On 23 April 2012, the band performed the song on the second season of the show The Voice while being backed by the group mentored by Cee Lo Green. Jennifer Still of the website Digital Spy praised the performance, calling it "incredible". Florence and the Machine also added the song to the set list during their second worldwide Ceremonials Tour where the song was performed during the encore of the concerts along with "Never Let Me Go".

==Uses on television==
The song's Spector Ryan Gosling remix was featured in The CW series The Secret Circle, at the end of the sixteenth episode ("Lucky"). The original version was also prominently featured at the end of the sixteenth episode ("Rest in Pieces") of the tenth season of the CBS series CSI: Miami. The song was used in the Fox series The Mob Doctor, in the fourth-season finale of Syfy's Warehouse 13 and in promotional commercials for NBC's Revolution.
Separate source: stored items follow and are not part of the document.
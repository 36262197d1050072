//! End-to-end tests of the structural analysis pipeline against synthetic
//! compiled classes.

mod common;

use std::path::Path;

use classreaper::{DeadClassAnalyzer, FilterPolicy};
use common::*;
use tempfile::TempDir;

fn analyze(root: &Path) -> classreaper::AnalysisReport {
    DeadClassAnalyzer::new(FilterPolicy::allow_all(), None)
        .find_dead_classes(root)
        .expect("analysis should succeed")
}

#[test]
fn test_unreferenced_class_is_reported_dead() {
    let dir = TempDir::new().unwrap();
    write_class(dir.path(), "com/example/DeadClass", &plain_class("com/example/DeadClass"));

    let report = analyze(dir.path());

    assert_eq!(report.candidate_count, 1);
    assert!(report.unused.contains("com.example.DeadClass"));
}

#[test]
fn test_static_method_call_counts_as_use() {
    let dir = TempDir::new().unwrap();
    write_class(dir.path(), "com/example/Used", &plain_class("com/example/Used"));
    write_class(
        dir.path(),
        "com/example/User",
        &ClassFileBuilder::new("com/example/User")
            .method_with_code("go", "()V", |pool| call_static(pool, "com/example/Used"))
            .build(),
    );

    let report = analyze(dir.path());

    assert!(!report.unused.contains("com.example.Used"));
    // Nothing references the caller itself
    assert!(report.unused.contains("com.example.User"));
}

#[test]
fn test_instantiation_counts_as_use() {
    let dir = TempDir::new().unwrap();
    write_class(dir.path(), "com/example/Used", &plain_class("com/example/Used"));
    write_class(
        dir.path(),
        "com/example/User",
        &ClassFileBuilder::new("com/example/User")
            .method_with_code("go", "()V", |pool| instantiate(pool, "com/example/Used"))
            .build(),
    );

    let report = analyze(dir.path());

    assert!(!report.unused.contains("com.example.Used"));
}

#[test]
fn test_extension_counts_as_use() {
    let dir = TempDir::new().unwrap();
    write_class(dir.path(), "com/example/Base", &plain_class("com/example/Base"));
    write_class(
        dir.path(),
        "com/example/Sub",
        &ClassFileBuilder::extending("com/example/Sub", "com/example/Base").build(),
    );

    let report = analyze(dir.path());

    assert!(!report.unused.contains("com.example.Base"));
    assert!(report.unused.contains("com.example.Sub"));
}

#[test]
fn test_interface_implementation_counts_as_use() {
    let dir = TempDir::new().unwrap();
    write_class(dir.path(), "com/example/Contract", &plain_class("com/example/Contract"));
    write_class(
        dir.path(),
        "com/example/Impl",
        &ClassFileBuilder::new("com/example/Impl")
            .implements("com/example/Contract")
            .build(),
    );

    let report = analyze(dir.path());

    assert!(!report.unused.contains("com.example.Contract"));
}

#[test]
fn test_method_annotation_counts_as_use() {
    let dir = TempDir::new().unwrap();
    write_class(dir.path(), "com/example/Marker", &plain_class("com/example/Marker"));
    write_class(
        dir.path(),
        "com/example/User",
        &ClassFileBuilder::new("com/example/User")
            .annotated_method("go", "()V", "Lcom/example/Marker;")
            .build(),
    );

    let report = analyze(dir.path());

    assert!(!report.unused.contains("com.example.Marker"));
}

#[test]
fn test_declared_signature_types_count_as_use() {
    let dir = TempDir::new().unwrap();
    write_class(dir.path(), "com/example/Param", &plain_class("com/example/Param"));
    write_class(dir.path(), "com/example/Ret", &plain_class("com/example/Ret"));
    write_class(
        dir.path(),
        "com/example/User",
        &ClassFileBuilder::new("com/example/User")
            .method("transform", "(Lcom/example/Param;)Lcom/example/Ret;")
            .build(),
    );

    let report = analyze(dir.path());

    assert!(!report.unused.contains("com.example.Param"));
    assert!(!report.unused.contains("com.example.Ret"));
}

#[test]
fn test_array_parameter_unwraps_to_element_class() {
    let dir = TempDir::new().unwrap();
    write_class(dir.path(), "com/example/Element", &plain_class("com/example/Element"));
    write_class(
        dir.path(),
        "com/example/User",
        &ClassFileBuilder::new("com/example/User")
            .method("consume", "([[Lcom/example/Element;)V")
            .build(),
    );

    let report = analyze(dir.path());

    assert!(!report.unused.contains("com.example.Element"));
}

#[test]
fn test_field_type_counts_as_use() {
    let dir = TempDir::new().unwrap();
    write_class(dir.path(), "com/example/Held", &plain_class("com/example/Held"));
    write_class(
        dir.path(),
        "com/example/Holder",
        &ClassFileBuilder::new("com/example/Holder")
            .field("held", "Lcom/example/Held;")
            .build(),
    );

    let report = analyze(dir.path());

    assert!(!report.unused.contains("com.example.Held"));
}

#[test]
fn test_field_access_registers_the_field_type() {
    let dir = TempDir::new().unwrap();
    write_class(dir.path(), "com/example/Held", &plain_class("com/example/Held"));
    write_class(dir.path(), "com/example/Config", &plain_class("com/example/Config"));
    write_class(
        dir.path(),
        "com/example/Reader",
        &ClassFileBuilder::new("com/example/Reader")
            .method_with_code("go", "()V", |pool| {
                read_static_field(pool, "com/example/Config", "VALUE", "Lcom/example/Held;")
            })
            .build(),
    );

    let report = analyze(dir.path());

    // Field access registers the field's declared type; the owner is only
    // caught when the constant is not inlined (or via the source phase)
    assert!(!report.unused.contains("com.example.Held"));
}

#[test]
fn test_self_reference_is_not_a_use() {
    let dir = TempDir::new().unwrap();
    // A class whose only inbound reference is its own recursive call
    write_class(
        dir.path(),
        "com/example/Recursive",
        &ClassFileBuilder::new("com/example/Recursive")
            .method_with_code("run", "()V", |pool| call_static(pool, "com/example/Recursive"))
            .build(),
    );

    let report = analyze(dir.path());

    assert!(report.unused.contains("com.example.Recursive"));
}

#[test]
fn test_anonymous_class_is_never_a_candidate() {
    let dir = TempDir::new().unwrap();
    write_class(
        dir.path(),
        "com/example/Outer$1",
        &ClassFileBuilder::new("com/example/Outer$1").anonymous().build(),
    );
    write_class(dir.path(), "com/example/Outer", &plain_class("com/example/Outer"));

    let report = analyze(dir.path());

    assert_eq!(report.candidate_count, 1);
    assert!(!report.unused.iter().any(|name| name.contains("Outer.1")));
}

#[test]
fn test_exempted_class_is_never_reported_dead() {
    let dir = TempDir::new().unwrap();
    write_class(dir.path(), "com/example/api/Surface", &plain_class("com/example/api/Surface"));
    write_class(dir.path(), "com/example/Inner", &plain_class("com/example/Inner"));

    let policy = FilterPolicy::new(&[], &[], &["com.example.api.*".to_string()]).unwrap();
    let report = DeadClassAnalyzer::new(policy, None)
        .find_dead_classes(dir.path())
        .unwrap();

    assert_eq!(report.candidate_count, 1);
    assert!(!report.unused.contains("com.example.api.Surface"));
    assert!(report.unused.contains("com.example.Inner"));
}

#[test]
fn test_exempted_class_still_acts_as_reference_source() {
    let dir = TempDir::new().unwrap();
    write_class(dir.path(), "com/example/Used", &plain_class("com/example/Used"));
    write_class(
        dir.path(),
        "com/example/api/Entry",
        &ClassFileBuilder::new("com/example/api/Entry")
            .method_with_code("go", "()V", |pool| call_static(pool, "com/example/Used"))
            .build(),
    );

    let policy = FilterPolicy::new(&[], &[], &["com.example.api.*".to_string()]).unwrap();
    let report = DeadClassAnalyzer::new(policy, None)
        .find_dead_classes(dir.path())
        .unwrap();

    assert!(!report.unused.contains("com.example.Used"));
}

#[test]
fn test_excluded_class_still_acts_as_reference_source() {
    let dir = TempDir::new().unwrap();
    write_class(dir.path(), "com/example/Used", &plain_class("com/example/Used"));
    write_class(
        dir.path(),
        "com/example/generated/Caller",
        &ClassFileBuilder::new("com/example/generated/Caller")
            .method_with_code("go", "()V", |pool| call_static(pool, "com/example/Used"))
            .build(),
    );

    let policy = FilterPolicy::new(&[], &["com.example.generated.*".to_string()], &[]).unwrap();
    let report = DeadClassAnalyzer::new(policy, None)
        .find_dead_classes(dir.path())
        .unwrap();

    assert!(!report.unused.contains("com.example.Used"));
    assert!(!report.unused.contains("com.example.generated.Caller"));
}

#[test]
fn test_unused_set_is_subset_of_candidates() {
    let dir = TempDir::new().unwrap();
    write_class(dir.path(), "com/example/A", &plain_class("com/example/A"));
    write_class(dir.path(), "com/example/B", &plain_class("com/example/B"));
    write_class(
        dir.path(),
        "com/example/C",
        &ClassFileBuilder::new("com/example/C")
            .method_with_code("go", "()V", |pool| call_static(pool, "com/example/A"))
            .build(),
    );

    let report = analyze(dir.path());

    assert!(report.unused.len() <= report.candidate_count);
}

#[test]
fn test_malformed_class_file_does_not_abort_the_batch() {
    let dir = TempDir::new().unwrap();
    write_class(dir.path(), "com/example/Broken", b"\xCA\xFE\xBA\xBE\x00\x00");
    write_class(dir.path(), "com/example/Garbage", b"not a class file at all");
    write_class(dir.path(), "com/example/Fine", &plain_class("com/example/Fine"));

    let report = analyze(dir.path());

    assert_eq!(report.candidate_count, 1);
    assert!(report.unused.contains("com.example.Fine"));
}

#[test]
fn test_invalid_root_fails_fast() {
    let dir = TempDir::new().unwrap();
    let file = dir.path().join("not-a-directory");
    std::fs::write(&file, b"x").unwrap();

    let result = DeadClassAnalyzer::new(FilterPolicy::allow_all(), None).find_dead_classes(&file);

    assert!(result.is_err());
}

#[test]
fn test_analysis_is_idempotent() {
    let dir = TempDir::new().unwrap();
    write_class(dir.path(), "com/example/Dead", &plain_class("com/example/Dead"));
    write_class(dir.path(), "com/example/Used", &plain_class("com/example/Used"));
    write_class(
        dir.path(),
        "com/example/User",
        &ClassFileBuilder::new("com/example/User")
            .method_with_code("go", "()V", |pool| call_static(pool, "com/example/Used"))
            .build(),
    );

    let first = analyze(dir.path());
    let second = analyze(dir.path());

    assert_eq!(first.candidate_count, second.candidate_count);
    assert_eq!(first.unused, second.unused);
}

// The full scenario from the reference fixtures: D drives A structurally
// and C through a constant, B is touched by nothing.
#[test]
fn test_end_to_end_candidate_pool() {
    let dir = TempDir::new().unwrap();
    write_class(dir.path(), "com/example/A", &plain_class("com/example/A"));
    write_class(dir.path(), "com/example/B", &plain_class("com/example/B"));
    write_class(
        dir.path(),
        "com/example/C",
        &ClassFileBuilder::new("com/example/C")
            .field("CONSTANT", "Ljava/lang/String;")
            .build(),
    );
    write_class(
        dir.path(),
        "com/example/D",
        &ClassFileBuilder::new("com/example/D")
            .method_with_code("go", "()V", |pool| call_static(pool, "com/example/A"))
            .build(),
    );
    write_source(
        dir.path(),
        "com/example/D",
        r#"
        package com.example;

        import static com.example.C.CONSTANT;

        public class D {
            public void go() {
                A.run();
            }

            public String constant() {
                return CONSTANT;
            }
        }
        "#,
    );

    // D is the audit entry point, exempt from reporting
    let policy = FilterPolicy::new(&[], &[], &["com.example.D".to_string()]).unwrap();
    let report = DeadClassAnalyzer::new(policy, None)
        .find_dead_classes(dir.path())
        .unwrap();

    assert_eq!(report.candidate_count, 3);
    assert_eq!(report.sorted_unused(), vec!["com.example.B"]);
}
//! CLI integration tests

mod common;

use assert_cmd::Command;
use common::*;
use predicates::prelude::*;
use tempfile::TempDir;

fn fixture_project() -> TempDir {
    let dir = TempDir::new().unwrap();
    write_class(dir.path(), "com/example/DeadClass", &plain_class("com/example/DeadClass"));
    write_class(dir.path(), "com/example/Used", &plain_class("com/example/Used"));
    write_class(
        dir.path(),
        "com/example/User",
        &ClassFileBuilder::new("com/example/User")
            .method_with_code("go", "()V", |pool| call_static(pool, "com/example/Used"))
            .build(),
    );
    dir
}

#[test]
fn test_reports_dead_classes() {
    let project = fixture_project();

    Command::cargo_bin("classreaper")
        .unwrap()
        .arg("--directory")
        .arg(project.path())
        .arg("--quiet")
        .assert()
        .success()
        .stdout(predicate::str::contains("com.example.DeadClass"))
        .stdout(predicate::str::contains("com.example.Used").not());
}

#[test]
fn test_json_output() {
    let project = fixture_project();

    let output = Command::cargo_bin("classreaper")
        .unwrap()
        .arg("--directory")
        .arg(project.path())
        .arg("--format")
        .arg("json")
        .arg("--quiet")
        .output()
        .unwrap();

    assert!(output.status.success());
    let report: serde_json::Value = serde_json::from_slice(&output.stdout).unwrap();
    assert_eq!(report["candidate_count"], 3);
    assert!(report["unused"]
        .as_array()
        .unwrap()
        .iter()
        .any(|name| name == "com.example.DeadClass"));
}

#[test]
fn test_external_pattern_suppresses_reporting() {
    let project = fixture_project();

    Command::cargo_bin("classreaper")
        .unwrap()
        .arg("--directory")
        .arg(project.path())
        .arg("--external")
        .arg("com.example.DeadClass")
        .arg("--quiet")
        .assert()
        .success()
        .stdout(predicate::str::contains("com.example.DeadClass").not());
}

#[test]
fn test_invalid_directory_fails() {
    Command::cargo_bin("classreaper")
        .unwrap()
        .arg("--directory")
        .arg("/definitely/not/a/real/path")
        .arg("--quiet")
        .assert()
        .failure();
}

#[test]
fn test_malformed_pattern_fails_at_setup() {
    let project = fixture_project();

    Command::cargo_bin("classreaper")
        .unwrap()
        .arg("--directory")
        .arg(project.path())
        .arg("--include")
        .arg("com.example.[")
        .arg("--quiet")
        .assert()
        .failure();
}
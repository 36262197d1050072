use super::ClassReadError;

/// Convert a JVM internal name (`org/example/Foo$Bar`) to the external
/// dotted form used throughout analysis (`org.example.Foo.Bar`).
///
/// Nested classes are flattened with the same separator as packages, so a
/// reference to an inner class also reads naturally in trace output.
pub fn external_name(internal: &str) -> String {
    internal.replace('/', ".").replace('$', ".")
}

/// Extract the element class of a field descriptor, unwrapping array
/// nesting of arbitrary depth (`[[Lorg/example/Foo;` yields
/// `org/example/Foo`). Primitive descriptors carry no class reference and
/// yield `None`.
pub fn descriptor_class(descriptor: &str) -> Option<&str> {
    let element = descriptor.trim_start_matches('[');
    element.strip_prefix('L')?.strip_suffix(';')
}

/// Class constants in bytecode hold either a plain internal name or, for
/// array creation and casts, an array descriptor. Resolve both to the
/// element class internal name.
pub fn type_operand_class(name: &str) -> Option<&str> {
    if name.starts_with('[') {
        descriptor_class(name)
    } else {
        Some(name)
    }
}

/// Decoded method descriptor: raw field descriptors for each parameter and
/// the return type (`V` for void).
#[derive(Debug, Clone, PartialEq, Eq)]
pub struct MethodDescriptor {
    pub parameters: Vec<String>,
    pub return_type: String,
}

/// Split a method descriptor such as `(I[Lorg/example/Foo;)V` into its
/// parameter and return descriptors.
pub fn method_descriptor(descriptor: &str) -> Result<MethodDescriptor, ClassReadError> {
    let malformed = || ClassReadError::InvalidDescriptor(descriptor.to_string());

    let rest = descriptor.strip_prefix('(').ok_or_else(malformed)?;
    let (params, return_type) = rest.split_once(')').ok_or_else(malformed)?;

    let mut parameters = Vec::new();
    let bytes = params.as_bytes();
    let mut pos = 0;

    while pos < bytes.len() {
        let start = pos;
        while bytes.get(pos) == Some(&b'[') {
            pos += 1;
        }
        match bytes.get(pos) {
            Some(b'L') => {
                let end = params[pos..].find(';').ok_or_else(malformed)? + pos;
                pos = end + 1;
            }
            Some(b'B' | b'C' | b'D' | b'F' | b'I' | b'J' | b'S' | b'Z') => pos += 1,
            _ => return Err(malformed()),
        }
        parameters.push(params[start..pos].to_string());
    }

    if return_type.is_empty() {
        return Err(malformed());
    }

    Ok(MethodDescriptor {
        parameters,
        return_type: return_type.to_string(),
    })
}
use std::collections::HashSet;
use std::path::{Path, PathBuf};

use miette::{miette, Result};
use rayon::prelude::*;
use tracing::{info, warn};

use crate::analysis::{SourceScanner, StructuralScanner, UseConsumer};
use crate::classfile::ClassFile;
use crate::discovery::{ArtifactFinder, ArtifactKind};
use crate::filter::FilterPolicy;

/// Outcome of one analysis run. The report always carries both counts so a
/// caller can tell "nothing analyzed" apart from "nothing dead".
#[derive(Debug)]
pub struct AnalysisReport {
    /// Candidates discovered before any reference was applied.
    pub candidate_count: usize,
    /// Classes with no detected reference, unordered.
    pub unused: HashSet<String>,
}

impl AnalysisReport {
    /// Unused class names sorted for display.
    pub fn sorted_unused(&self) -> Vec<&str> {
        let mut names: Vec<&str> = self.unused.iter().map(String::as_str).collect();
        names.sort_unstable();
        names
    }
}

/// Orchestrates one full dead-class analysis: discover the candidate pool,
/// remove everything the byte code references, then — only if candidates
/// remain — remove everything the source text references.
pub struct DeadClassAnalyzer {
    policy: FilterPolicy,
    trace_class: Option<String>,
}

impl DeadClassAnalyzer {
    pub fn new(policy: FilterPolicy, trace_class: Option<String>) -> Self {
        Self {
            policy,
            trace_class,
        }
    }

    pub fn find_dead_classes(&self, root: &Path) -> Result<AnalysisReport> {
        if !root.is_dir() {
            return Err(miette!("{} is not a directory", root.display()));
        }

        info!("Analyzing {} for dead classes", root.display());

        let artifacts = ArtifactFinder::new().find(root);

        let class_files: Vec<PathBuf> = artifacts
            .iter()
            .filter(|artifact| {
                artifact.kind == ArtifactKind::ClassFile && self.policy.in_scope(&artifact.path)
            })
            .map(|artifact| artifact.path.clone())
            .collect();
        let source_files: Vec<PathBuf> = artifacts
            .iter()
            .filter(|artifact| {
                artifact.kind == ArtifactKind::JavaSource && self.policy.in_scope(&artifact.path)
            })
            .map(|artifact| artifact.path.clone())
            .collect();

        // Candidates additionally pass exclusion and the external-API
        // exemption; the full in-scope set still acts as reference sources.
        let candidates = discover_candidates(
            class_files
                .iter()
                .filter(|path| self.policy.is_candidate(path)),
        );
        let candidate_count = candidates.len();

        info!("Found {} classes to analyze", candidate_count);

        let consumer = UseConsumer::new(candidates, self.trace_class.clone());

        StructuralScanner::new(&consumer).scan(&class_files);

        if !consumer.is_empty() {
            info!(
                "{} classes are not referenced in ways detectable in byte code - checking source",
                consumer.remaining_count()
            );
            SourceScanner::new(&consumer).scan(&source_files);
        }

        let unused = consumer.into_unused();

        info!("{} unused classes found", unused.len());

        Ok(AnalysisReport {
            candidate_count,
            unused,
        })
    }
}

/// Enumerate the analyzable class symbols of the candidate pool. Anonymous
/// classes are never candidates: with no declared simple name there is
/// nothing actionable to report dead.
fn discover_candidates<'a, I>(paths: I) -> HashSet<String>
where
    I: Iterator<Item = &'a PathBuf>,
{
    let paths: Vec<&PathBuf> = paths.collect();

    paths
        .par_iter()
        .filter_map(|path| {
            let bytes = match std::fs::read(path) {
                Ok(bytes) => bytes,
                Err(err) => {
                    warn!("Skipping unreadable file {} ({})", path.display(), err);
                    return None;
                }
            };
            let class = match ClassFile::parse(&bytes) {
                Ok(class) => class,
                Err(err) => {
                    warn!("Skipping unreadable file {} ({})", path.display(), err);
                    return None;
                }
            };
            if class.anonymous {
                None
            } else {
                Some(class.external_name())
            }
        })
        .collect()
}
The song was featured in the fifth episode of the ninth and final season of The CW series One Tree Hill.

==Track listing==
  - UK digital single
1. "No Light, No Light" – 4:34
2. "No Light, No Light" (Breakage's One Moment Less For Mortimer Mix) – 4:14
3. "No Light, No Light" (DAS Remix) – 4:39

  - US digital single
4. "No Light, No Light" (Breakage's One Moment Less For Mortimer Mix) – 4:14
5. "No Light, No Light" (DAS Remix) – 4:39

  - Limited 12" single
6. "No Light, No Light" – 4:34
7. "No Light, No Light" (DAS Remix) – 4:39

  - 2012 Brit Awards
8. "No Light, No Light" (Live from the BRITs) - 4:03

==Charts==

===Weekly charts===

| Chart (2012) | Peak position |
|---|---|
| Australia (ARIA) | 95 |
| Belgium (Ultratip Bubbling Under Flanders) | 10 |
| Hungary (Rádiós Top 40) | 36 |
| Ireland (IRMA) | 50 |
| UK Singles (OCC) | 50 |
| US Alternative Airplay (Billboard) | 17 |
| US Hot Rock & Alternative Songs (Billboard) | 26 |

===Year-end charts===

| Chart (2012) | Position |
|---|---|
| US Hot Rock & Alternative Songs (Billboard) | 81 |

==Certifications==

| Region | Certification | Certified units/sales |
| Brazil (Pro-Música Brasil) | Gold | 30,000^{‡} |
| United Kingdom (BPI) | Silver | 200,000^{‡} |
| United States (RIAA) | Gold | 500,000^{‡} |
^{‡} Sales+streaming figures based on certification alone.